Очевидно, я слишком пристально смотрю. Старик меняет тему.
– Странный патруль. Слишком что-то спокойно. Мне это не нравится.
– Думаешь, они что-то готовят?
Он пожимает плечами.
– Они всегда что-нибудь готовят. Но бывают спокойные периоды. Я думаю, это статистические аномалии. Они где-то далеко. Может быть, они вычислили схему нашего патруля. На самом деле наши перемещения не случайны. Недостатки человеческого фактора. Нам необходимо получать какие-то приказы. Анализируя историю контактов, они иногда находят безопасный путь. Мы меняем схемы. И какое-то время охота идет хорошо. Да и командование тоже тратит кучу времени на просмотр информации по второму и по третьему разу.
При каждом упоминании командования в его словах обязательно слышится досада. Не нащупал ли я искомую тему? Разочарование? Он был бы не первым. Его испытали тысячи.
Не поддается описанию шок, даже отчаяние, которое охватывает тебя, когда заканчивается твое детство в Академии, где ты готовился к карьере, и оказывается, что служба и близко непохожа на твои ожидания. Еще хуже становится, когда оказывается, что тебе абсолютно не во что верить, незачем жить, нечего любить. А чтобы быть хорошим солдатом, ты должен верить, что твоя работа имеет ценность и смысл, любить ее, жить ею.
На клаймерах жизнь активнее, чем я думал. Она идет под поверхностью. В умах и сердцах людских, как говорит старый штамп.
Я попиваю кофе с командиром, когда раздается сигнал тревоги.
– Опять, трам-тарарам, учения?
От этих штучек мое самообладание износилось до дыр. Три, а то и четыре раза в день. И только тогда, когда у меня есть чем заняться поприятнее.
Бледность мотнувшегося к люку командира красноречивее любого другого ответа. На этот раз по-настоящему.
По-настоящему. Я добираюсь до операционного отсека, прежде чем захлопывается люк, на один хромой прыжок позади Старика.

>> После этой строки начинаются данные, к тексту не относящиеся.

// src/analytics/mod.rs
// Pure, synchronous analytics over the fixture data. No side effects.

pub mod classifier;
pub mod predictor;
pub mod report;

pub use classifier::{classify, Classification};
pub use predictor::{forecast, forecast_all, TrendAlert, TrendCategory, TrendForecast};
pub use report::compose_report;
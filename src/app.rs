use crate::analytics::predictor::{forecast_all, TrendForecast};
use crate::analytics::report::compose_report;
use crate::assistant::chat::{ChatClient, ChatRequest};
use crate::assistant::signal::{AssistantSignal, ChatOutcome, SignalBus, SignalReceiver};
use crate::assistant::{Assistant, AssistantPhase, VOICE_CONFIRM_DELAY};
use crate::config::Config;
use crate::event::{AppEvent, Event, EventHandler};
use crate::fixtures::{COMPLAINTS, DISTRICTS, SNAPSHOT};
use crate::speech::{
    MockSynthesizer, MutedSynthesizer, ScriptedRecognizer, SpeechBridge, SpeechEvent,
};
use color_eyre::Result;
use ratatui::{
    crossterm::event::{KeyCode, KeyEvent, KeyModifiers},
    DefaultTerminal,
};
use throbber_widgets_tui::ThrobberState;

#[derive(Debug, Clone, Copy, PartialEq, Eq)]
pub enum AppScreen {
    Dashboard,
    Assistant,
}

/// Application.
#[derive(Debug)]
pub struct App {
    /// Is the application running?
    pub running: bool,
    /// Current screen.
    pub screen: AppScreen,

    pub config: Config,
    /// Chat widget state.
    pub assistant: Assistant,
    /// Injected speech capabilities.
    pub speech: SpeechBridge,
    pub chat_client: ChatClient,
    /// Trend projections computed once from the monthly series.
    pub forecasts: Vec<TrendForecast>,

    /// Selected row in the district table.
    pub selected_district: usize,
    pub show_report: bool,
    pub report_text: String,
    pub report_scroll: u16,
    pub throbber: ThrobberState,

    signals: SignalBus,
    signal_receiver: SignalReceiver,
    /// Event handler.
    pub events: EventHandler,
}

impl App {
    /// Constructs a new instance of [`App`].
    pub async fn new() -> Result<Self> {
        let config = Config::load()?;
        let (signals, signal_receiver) = SignalBus::new();

        // Synthesis at zero volume gets the silent backend.
        let speech = if config.speech.volume > 0.0 {
            SpeechBridge::new(
                ScriptedRecognizer::new(signals.get_sender()),
                MockSynthesizer::new(
                    config.speech.rate,
                    config.speech.pitch,
                    config.speech.volume,
                ),
            )
        } else {
            SpeechBridge::new(ScriptedRecognizer::new(signals.get_sender()), MutedSynthesizer)
        };

        let chat_client = ChatClient::new(&config.chat.base_url);
        let assistant = Assistant::new(&config);
        tracing::info!(endpoint = %chat_client.endpoint(), "civic pulse starting");

        Ok(Self {
            running: true,
            screen: AppScreen::Dashboard,
            assistant,
            speech,
            chat_client,
            forecasts: forecast_all(&SNAPSHOT.monthly),
            selected_district: 0,
            show_report: false,
            report_text: String::new(),
            report_scroll: 0,
            throbber: ThrobberState::default(),
            signals,
            signal_receiver,
            events: EventHandler::new(),
            config,
        })
    }

    /// Run the application's main loop.
    pub async fn run(mut self, mut terminal: DefaultTerminal) -> Result<()> {
        let mut needs_redraw = true;

        while self.running {
            if needs_redraw {
                terminal.draw(|frame| {
                    frame.render_widget(&mut self, frame.area());
                })?;
                // save power
                needs_redraw = false;
            }

            tokio::select! {
                event = self.events.next() => {
                    match event {
                        Ok(event) => match event {
                            Event::Tick => {
                                if self.on_tick() {
                                    needs_redraw = true;
                                }
                            }
                            Event::Crossterm(event) => {
                                if let crossterm::event::Event::Key(key_event) = event {
                                    self.handle_key_events(key_event)?;
                                    needs_redraw = true;
                                }
                            }
                            Event::App(app_event) => {
                                match app_event {
                                    AppEvent::NextScreen => self.next_screen(),
                                    AppEvent::NextDistrict => {
                                        self.selected_district =
                                            (self.selected_district + 1) % DISTRICTS.len();
                                    }
                                    AppEvent::PrevDistrict => {
                                        self.selected_district = self
                                            .selected_district
                                            .checked_sub(1)
                                            .unwrap_or(DISTRICTS.len() - 1);
                                    }
                                    AppEvent::ScrollUp => self.scroll_up(),
                                    AppEvent::ScrollDown => self.scroll_down(),
                                    AppEvent::Quit => self.quit(),
                                    AppEvent::ToggleReport => self.toggle_report(),
                                    AppEvent::ChatSubmit => {
                                        if let Some(request) = self.assistant.submit_typed() {
                                            self.dispatch_chat(request);
                                        }
                                    }
                                    AppEvent::ToggleVoice => self.toggle_voice(),
                                    AppEvent::CycleLanguage => self.assistant.cycle_language(),
                                }
                                needs_redraw = true;
                            }
                        },
                        Err(e) => tracing::error!("event error: {e}"),
                    }
                }
                signal = self.signal_receiver.recv() => {
                    if let Some(signal) = signal {
                        self.handle_signal(signal);
                        needs_redraw = true;
                    }
                }
            }
        }
        Ok(())
    }

    /// Handles the key events and updates the state of [`App`].
    pub fn handle_key_events(&mut self, key_event: KeyEvent) -> Result<()> {
        // The assistant screen is a typing surface; plain characters edit
        // the input buffer.
        if self.screen == AppScreen::Assistant {
            match key_event.code {
                KeyCode::Esc => {
                    if self.speech.is_listening() {
                        self.events.send(AppEvent::ToggleVoice);
                    } else {
                        self.events.send(AppEvent::NextScreen);
                    }
                }
                KeyCode::Tab => self.events.send(AppEvent::NextScreen),
                KeyCode::Enter => self.events.send(AppEvent::ChatSubmit),
                KeyCode::F(2) => self.events.send(AppEvent::ToggleVoice),
                KeyCode::Char('c' | 'C') if key_event.modifiers == KeyModifiers::CONTROL => {
                    self.events.send(AppEvent::Quit)
                }
                KeyCode::Char('l' | 'L') if key_event.modifiers == KeyModifiers::CONTROL => {
                    self.events.send(AppEvent::CycleLanguage)
                }
                KeyCode::Backspace => {
                    self.assistant.input.pop();
                }
                KeyCode::PageUp | KeyCode::Up => self.events.send(AppEvent::ScrollUp),
                KeyCode::PageDown | KeyCode::Down => self.events.send(AppEvent::ScrollDown),
                KeyCode::Char(ch) if !key_event.modifiers.contains(KeyModifiers::CONTROL) => {
                    self.assistant.input.push(ch);
                }
                _ => {}
            }
            return Ok(());
        }

        match key_event.code {
            KeyCode::Esc => {
                if self.show_report {
                    self.events.send(AppEvent::ToggleReport);
                } else {
                    self.events.send(AppEvent::Quit);
                }
            }
            KeyCode::Char('q') => self.events.send(AppEvent::Quit),
            KeyCode::Char('c' | 'C') if key_event.modifiers == KeyModifiers::CONTROL => {
                self.events.send(AppEvent::Quit)
            }
            KeyCode::Tab => self.events.send(AppEvent::NextScreen),
            KeyCode::Char('g') => self.events.send(AppEvent::ToggleReport),
            KeyCode::Up | KeyCode::Char('k') => {
                if self.show_report {
                    self.events.send(AppEvent::ScrollUp);
                } else {
                    self.events.send(AppEvent::PrevDistrict);
                }
            }
            KeyCode::Down | KeyCode::Char('j') => {
                if self.show_report {
                    self.events.send(AppEvent::ScrollDown);
                } else {
                    self.events.send(AppEvent::NextDistrict);
                }
            }
            _ => {}
        }
        Ok(())
    }

    /// Handles the tick event of the terminal. Returns true when something
    /// animated changed and the frame should be redrawn.
    fn on_tick(&mut self) -> bool {
        let busy = self.assistant.phase != AssistantPhase::Idle || self.speech.is_listening();
        if busy {
            self.throbber.calc_next();
        }

        let had_banner = self.assistant.banner_text().is_some();
        self.assistant.tick();
        let banner_cleared = had_banner && self.assistant.banner_text().is_none();

        busy || banner_cleared || self.speech.now_speaking().is_some()
    }

    /// Set running to false to quit the application.
    pub fn quit(&mut self) {
        self.running = false;
    }

    pub fn next_screen(&mut self) {
        self.screen = match self.screen {
            AppScreen::Dashboard => AppScreen::Assistant,
            AppScreen::Assistant => AppScreen::Dashboard,
        };
    }

    pub fn toggle_report(&mut self) {
        self.show_report = !self.show_report;
        if self.show_report {
            self.report_text = compose_report(&COMPLAINTS, &SNAPSHOT.monthly);
            self.report_scroll = 0;
        }
    }

    fn scroll_up(&mut self) {
        match self.screen {
            AppScreen::Assistant => self.assistant.scroll_up(),
            AppScreen::Dashboard if self.show_report => {
                self.report_scroll = self.report_scroll.saturating_sub(1);
            }
            AppScreen::Dashboard => {}
        }
    }

    fn scroll_down(&mut self) {
        match self.screen {
            AppScreen::Assistant => self.assistant.scroll_down(),
            AppScreen::Dashboard if self.show_report => {
                self.report_scroll = self.report_scroll.saturating_add(1);
            }
            AppScreen::Dashboard => {}
        }
    }

    /// Starts or stops a recognizer session from the microphone key.
    fn toggle_voice(&mut self) {
        if self.speech.is_listening() {
            self.speech.stop_listening();
            // The phase resets when the session's end event lands.
            return;
        }
        if self.assistant.phase != AssistantPhase::Idle {
            return;
        }
        self.speech.cancel_speech();
        match self.speech.start_listening(&self.assistant.language) {
            Ok(()) => self.assistant.begin_listening(),
            Err(e) => self.assistant.on_recognizer_error(&e),
        }
    }

    fn handle_signal(&mut self, signal: AssistantSignal) {
        match signal {
            AssistantSignal::Speech(event) => match event {
                SpeechEvent::Interim(text) => self.assistant.on_interim(text),
                SpeechEvent::Final(text) => {
                    if let Some(transcript) = self.assistant.on_final(text) {
                        self.schedule_voice_submit(transcript);
                    }
                }
                SpeechEvent::Error(detail) => self.assistant.on_recognizer_error(&detail),
                SpeechEvent::Ended => self.assistant.on_recognizer_ended(),
            },
            AssistantSignal::VoiceSubmit(transcript) => {
                if let Some(request) = self.assistant.take_voice_submit(transcript) {
                    self.dispatch_chat(request);
                }
            }
            AssistantSignal::Reply(outcome) => {
                let (spoken, language) = self.assistant.on_reply(outcome);
                if let Err(e) = self.speech.speak(&spoken, &language) {
                    tracing::warn!("speech synthesis unavailable: {e}");
                }
            }
        }
    }

    /// Queues the delayed submit that follows a final transcript.
    fn schedule_voice_submit(&self, transcript: String) {
        let signals = self.signals.clone();
        tokio::spawn(async move {
            tokio::time::sleep(VOICE_CONFIRM_DELAY).await;
            signals.publish(AssistantSignal::VoiceSubmit(transcript));
        });
    }

    /// Fires one chat request; the outcome comes back as a signal.
    fn dispatch_chat(&self, request: ChatRequest) {
        let client = self.chat_client.clone();
        let signals = self.signals.clone();
        tokio::spawn(async move {
            let outcome = match client.send(&request).await {
                Ok(reply) => ChatOutcome::Success {
                    conversation_id: reply.conversation_id,
                    reply: reply.ai_response,
                },
                Err(e) => ChatOutcome::Failure {
                    detail: e.to_string(),
                },
            };
            signals.publish(AssistantSignal::Reply(outcome));
        });
    }
}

В рабочем режиме это легче.
Яневич и Никастро обступили Рыболова. Я протискиваюсь к креслу у экрана. Командир облокачивается о тахион-детектор.
– Готовы к клаймингу, старпом?
– Готовы, командир. Инженерный отсек готов к переходу на аннигиляцию.
Я сгибаюсь и протискиваюсь, пока не удается увидеть хоть что-нибудь между локтями. Экран тахион-детектора ожил впервые с момента ухода от корабля-носителя. На нем крошечный яркий знак «V», острием указывающий на три часа, оставляющий почти плоскую брюшную хвостовую волну.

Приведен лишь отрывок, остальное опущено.